(Collected data)

-- Opening Marker --

//! A single capture session: one recorder subprocess read in fixed windows,
//! each window framed as a WAV chunk.

use std::process::Stdio;
use std::time::Duration;

use micrelay_common::wav::{frame_chunk, WavSpec};
use micrelay_common::{ConfigError, MicConfig};
use tokio::io::AsyncReadExt;
use tokio::process::{Child, ChildStdout, Command};
use tokio::task::JoinHandle;
use tokio_util::sync::CancellationToken;
use tracing::{debug, info, warn};

use crate::error::SessionError;

/// How a session launches its recorder.
#[derive(Debug, Clone)]
pub struct SessionOptions {
    /// Program followed by its arguments
    pub command: Vec<String>,
    /// Format the command actually records in
    pub native: MicConfig,
}

/// A running capture subprocess and the task reading from it.
pub struct CaptureSession {
    config: MicConfig,
    cancel: CancellationToken,
    task: Option<JoinHandle<()>>,
}

impl CaptureSession {
    /// Spawn the recorder and start delivering chunks.
    ///
    /// `on_chunk` receives every framed chunk. `on_failed` is called once if
    /// reading from the recorder fails; the session does not restart itself.
    /// Neither callback runs after [`CaptureSession::stop`] returns.
    pub fn start<C, F>(
        options: &SessionOptions,
        config: MicConfig,
        on_chunk: C,
        on_failed: F,
    ) -> Result<Self, SessionError>
    where
        C: FnMut(Vec<u8>) + Send + 'static,
        F: FnOnce(String) + Send + 'static,
    {
        config.validate()?;
        let too_long = ConfigError::SecondsPerChunk(config.seconds_per_chunk);
        let window_len = config.read_window_len().ok_or(too_long.clone())?;
        let interval = config.chunk_interval().ok_or(too_long)?;

        let (program, args) = options
            .command
            .split_first()
            .ok_or(SessionError::EmptyCommand)?;

        if !same_sample_layout(&config, &options.native) {
            warn!(
                "Requested format {} Hz/{} ch/{} B differs from recorder format {} Hz/{} ch/{} B; chunks carry the requested header",
                config.sample_rate,
                config.channels,
                config.bytes_per_sample,
                options.native.sample_rate,
                options.native.channels,
                options.native.bytes_per_sample
            );
        }

        let mut child = Command::new(program)
            .args(args)
            .stdin(Stdio::null())
            .stdout(Stdio::piped())
            .stderr(Stdio::null())
            .kill_on_drop(true)
            .spawn()
            .map_err(|source| SessionError::Spawn {
                command: options.command.join(" "),
                source,
            })?;
        let stdout = child.stdout.take().ok_or(SessionError::NoStdout)?;

        info!(
            "Capture session started (pid: {:?}, window: {} bytes)",
            child.id(),
            window_len
        );

        let cancel = CancellationToken::new();
        let task = tokio::spawn(read_loop(
            child,
            stdout,
            config,
            window_len,
            interval,
            cancel.clone(),
            on_chunk,
            on_failed,
        ));

        Ok(Self {
            config,
            cancel,
            task: Some(task),
        })
    }

    pub fn config(&self) -> &MicConfig {
        &self.config
    }

    /// Stop reading, terminate the subprocess and wait for both to finish.
    pub async fn stop(mut self) {
        self.cancel.cancel();
        if let Some(task) = self.task.take() {
            if let Err(e) = task.await {
                warn!("Capture task ended abnormally: {}", e);
            }
        }
        info!("Capture session stopped");
    }
}

impl Drop for CaptureSession {
    fn drop(&mut self) {
        self.cancel.cancel();
    }
}

fn same_sample_layout(a: &MicConfig, b: &MicConfig) -> bool {
    a.sample_rate == b.sample_rate
        && a.channels == b.channels
        && a.bytes_per_sample == b.bytes_per_sample
}

async fn read_loop<C, F>(
    mut child: Child,
    mut stdout: ChildStdout,
    config: MicConfig,
    window_len: usize,
    interval: Duration,
    cancel: CancellationToken,
    mut on_chunk: C,
    on_failed: F,
) where
    C: FnMut(Vec<u8>),
    F: FnOnce(String),
{
    let spec = WavSpec::from(&config);
    let mut window = vec![0u8; window_len];

    loop {
        tokio::select! {
            _ = cancel.cancelled() => break,
            read = stdout.read_exact(&mut window) => {
                if let Err(e) = read {
                    warn!("Capture read error: {}", e);
                    on_failed(e.to_string());
                    break;
                }
            }
        }

        on_chunk(frame_chunk(&window, &spec));

        tokio::select! {
            _ = cancel.cancelled() => break,
            _ = tokio::time::sleep(interval) => {}
        }
    }

    if let Err(e) = child.kill().await {
        debug!("Capture process already gone: {}", e);
    }
}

-- Closing Marker --

* Instructions to follow *
Locate the lines above that contain "MicConfig" and copy them.

* Reply to the task *
use micrelay_common::{ConfigError, MicConfig};
    pub native: MicConfig,
    config: MicConfig,
        config: MicConfig,
    pub fn config(&self) -> &MicConfig {
fn same_sample_layout(a: &MicConfig, b: &MicConfig) -> bool {
    config: MicConfig,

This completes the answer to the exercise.